About the bands for our O’Neill’s gig by the way and I wasn’t as familiar with The Besties as I am with A Smile and a Ribbon, but they've sort of sneaked up on me with some magical tunes jumping out of my I-pod to be my favourite band of the moment. If we’re looking for reference points, I’d say The Besties are a more lo-fi and consistently upbeat Au Revoir Simone, all coy keyboard lines and immense Pop shimmer, and I’ve no worries about putting their ‘Besties Theme Song’ down as the best self-announcing tune of recent times, oh yes, better even than Lucky Lucky Pigeons' ‘Lucky Song’, in which they of coarse name-check drum-machine Artie. Yep, it's that good.

Onto Gothenburg's A Smile and a Ribbon, who are due to get their debut LP released by the resurrected Shelflife label, and they're coming over to pay at the aforementioned Indietracks, so we've snapped them up on the back of it, and what a snap! I’ve put them down in some outlets as a modern Swedish Hefner (Rebecca's lyrics are awash in that same kind of hopelessness in love, poetic outlandishness, honesty, lustfulness, and, well, … f**king romantic brilliance as Hayman’s), and it would also have been hard to get two better local bands than Silence at Sea and Liz from The Loves’ The School to support, both of whom are currently paving new Cardiff paths of genuine indiepop magic.

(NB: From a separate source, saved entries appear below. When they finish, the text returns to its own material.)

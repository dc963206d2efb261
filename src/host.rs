// Hooks a BubbleGame into the page: sizes the canvas to the window, forwards
// pointer presses (mouse, touch or pen) and window resizes, and drives `frame` from requestAnimationFrame.
// All callbacks run on the browser's event loop, so a RefCell is enough to share
// the game between them.

use crate::error::GameError;
use crate::BubbleGame;
use log::{info, warn};
use rand::rngs::StdRng;
use rand::SeedableRng;
use std::cell::RefCell;
use std::rc::Rc;
use wasm_bindgen::closure::Closure;
use wasm_bindgen::JsCast;
use web_sys::{HtmlCanvasElement, PointerEvent, Window};

pub fn start(canvas_id: &str, sound_url: &str) -> Result<(), GameError> {
    let window = web_sys::window().ok_or(GameError::NoWindow)?;
    let document = window.document().ok_or(GameError::NoDocument)?;
    let canvas = document
        .get_element_by_id(canvas_id)
        .ok_or_else(|| GameError::CanvasNotFound(canvas_id.to_owned()))?
        .dyn_into::<HtmlCanvasElement>()
        .map_err(|_| GameError::NotACanvas(canvas_id.to_owned()))?;

    let (width, height) = window_size(&window)?;
    canvas.set_width(width);
    canvas.set_height(height);

    let game = BubbleGame::create(canvas.clone(), sound_url, StdRng::from_entropy())?;
    let game = Rc::new(RefCell::new(game));

    listen_pointer_down(&canvas, game.clone())?;
    listen_resize(&window, game.clone())?;
    start_animation_loop(game)?;

    info!("bubble game running on #{}", canvas_id);
    Ok(())
}

fn window_size(window: &Window) -> Result<(u32, u32), GameError> {
    let width = window.inner_width().map_err(GameError::js)?;
    let height = window.inner_height().map_err(GameError::js)?;
    Ok((
        width.as_f64().unwrap_or(0.0) as u32,
        height.as_f64().unwrap_or(0.0) as u32,
    ))
}

pub(crate) const PRESS_EVENT: &str = "pointerdown";

fn listen_pointer_down(canvas: &HtmlCanvasElement, game: Rc<RefCell<BubbleGame>>) -> Result<(), GameError> {
    let closure = Closure::wrap(Box::new(move |event: PointerEvent| {
        game.borrow_mut()
            .pointer_pressed(event.offset_x() as f64, event.offset_y() as f64);
    }) as Box<dyn FnMut(PointerEvent)>);
    canvas
        .add_event_listener_with_callback(PRESS_EVENT, closure.as_ref().unchecked_ref())
        .map_err(GameError::js)?;
    // Listeners live as long as the page
    closure.forget();
    Ok(())
}

fn listen_resize(window: &Window, game: Rc<RefCell<BubbleGame>>) -> Result<(), GameError> {
    let target = window.clone();
    let closure = Closure::wrap(Box::new(move || match window_size(&target) {
        Ok((width, height)) => game.borrow_mut().resize(width, height),
        Err(err) => warn!("could not read window size: {}", err),
    }) as Box<dyn FnMut()>);
    window
        .add_event_listener_with_callback("resize", closure.as_ref().unchecked_ref())
        .map_err(GameError::js)?;
    closure.forget();
    Ok(())
}

fn start_animation_loop(game: Rc<RefCell<BubbleGame>>) -> Result<(), GameError> {
    let f: Rc<RefCell<Option<Closure<dyn FnMut()>>>> = Rc::new(RefCell::new(None));
    let g = f.clone();

    *g.borrow_mut() = Some(Closure::wrap(Box::new(move || {
        game.borrow_mut().frame();

        if let Some(callback) = f.borrow().as_ref() {
            if let Err(err) = request_animation_frame(callback) {
                warn!("animation loop stopped: {}", err);
            }
        }
    }) as Box<dyn FnMut()>));

    if let Some(callback) = g.borrow().as_ref() {
        request_animation_frame(callback)?;
    }
    Ok(())
}

fn request_animation_frame(f: &Closure<dyn FnMut()>) -> Result<i32, GameError> {
    web_sys::window()
        .ok_or(GameError::NoWindow)?
        .request_animation_frame(f.as_ref().unchecked_ref())
        .map_err(GameError::js)
}
// Simple particle struct to keep track of individual position, velocity, and color.
// Particles only live inside a Burst and are gone 52 updates after spawning.

use crate::color::Color;
use rand::Rng;
use std::f64::consts::PI;
use vecmath::{vec2_add, vec2_scale, Vector2};

#[derive(Copy, Clone, Debug)]
pub struct Particle {
    pub pos: Vector2<f64>,
    pub vel: Vector2<f64>,
    pub acc: Vector2<f64>,
    pub lifespan: i32,
    pub radius: f64,
    pub color: Color,
}

impl Particle {
    pub const INITIAL_LIFESPAN: i32 = 255;
    pub const FADE_PER_FRAME: i32 = 5;
    pub const GRAVITY: Vector2<f64> = [0.0, 0.1];
    pub const MIN_SPEED: f64 = 2.0;
    pub const MAX_SPEED: f64 = 6.0;
    pub const MIN_RADIUS: f64 = 2.0;
    pub const MAX_RADIUS: f64 = 5.0;

    pub fn new(pos: Vector2<f64>, vel: Vector2<f64>, radius: f64, color: Color) -> Particle {
        Particle {
            pos,
            vel,
            acc: Particle::GRAVITY,
            lifespan: Particle::INITIAL_LIFESPAN,
            radius,
            color,
        }
    }

    // Flies off from `pos` in a uniformly random direction
    pub fn random<R: Rng>(pos: Vector2<f64>, color: Color, rng: &mut R) -> Particle {
        let angle = rng.gen_range(0.0, 2.0 * PI);
        let speed = rng.gen_range(Particle::MIN_SPEED, Particle::MAX_SPEED);
        let vel = vec2_scale([angle.cos(), angle.sin()], speed);
        let radius = rng.gen_range(Particle::MIN_RADIUS, Particle::MAX_RADIUS);
        Particle::new(pos, vel, radius, color)
    }

    pub fn update(&mut self) {
        self.vel = vec2_add(self.vel, self.acc);
        self.pos = vec2_add(self.pos, self.vel);
        self.lifespan -= Particle::FADE_PER_FRAME;
    }

    pub fn is_finished(&self) -> bool {
        self.lifespan < 0
    }

    // Opacity tracks the remaining lifespan
    pub fn draw_color(&self) -> Color {
        self.color.with_alpha(self.lifespan as f64)
    }
}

We’ll hopefully put something on afterwards too, maybe get Ian of legendary London club night Spiral Scratch to play some records if we can persuade him that money is overrated, but whatever, it should be a great night. There are 40 tickets available after bands (60 capacity venue), so get in touch and get your name on the list type thing which we’ll have instead of tickets. Or just show up on the door of course. Sure you'll get in.

A word for Combe Martin by the way, which is a superbly quiet and picturesque place (rather disappointed that it didn’t hammer down with rain so we could have seen the seafront pub The Fo’scle being buffeted by the sea), and hello to the pool players and barman of The Royal Marine, apologies for taking your 」20 at killer! We’ll do it again some day no doubt. The Devonshire coast has a certain way of extinguishing working tension (especially with that little extra wadge in your pocket) and I always feel we’re going the wrong way when heading out of there, witnessing faces and demeanours change as we head back inland. A lot of people will share this feeling I’m sure, going away from the natural beauty and back into a world of harsh industry, uneasy smiles and kids lighting cigarettes out of the corners of their mouths in passenger seats of cars.

Oh well, you can't win them all. All systems go for Threatmantics and The Victorian English Gentleman’s Club tonight at Clwb, with a little bit of Twisted by Design after (moved from it’s usual haunt at Dempsey’s for one night only). And there, I suppose, is the benefit of the city.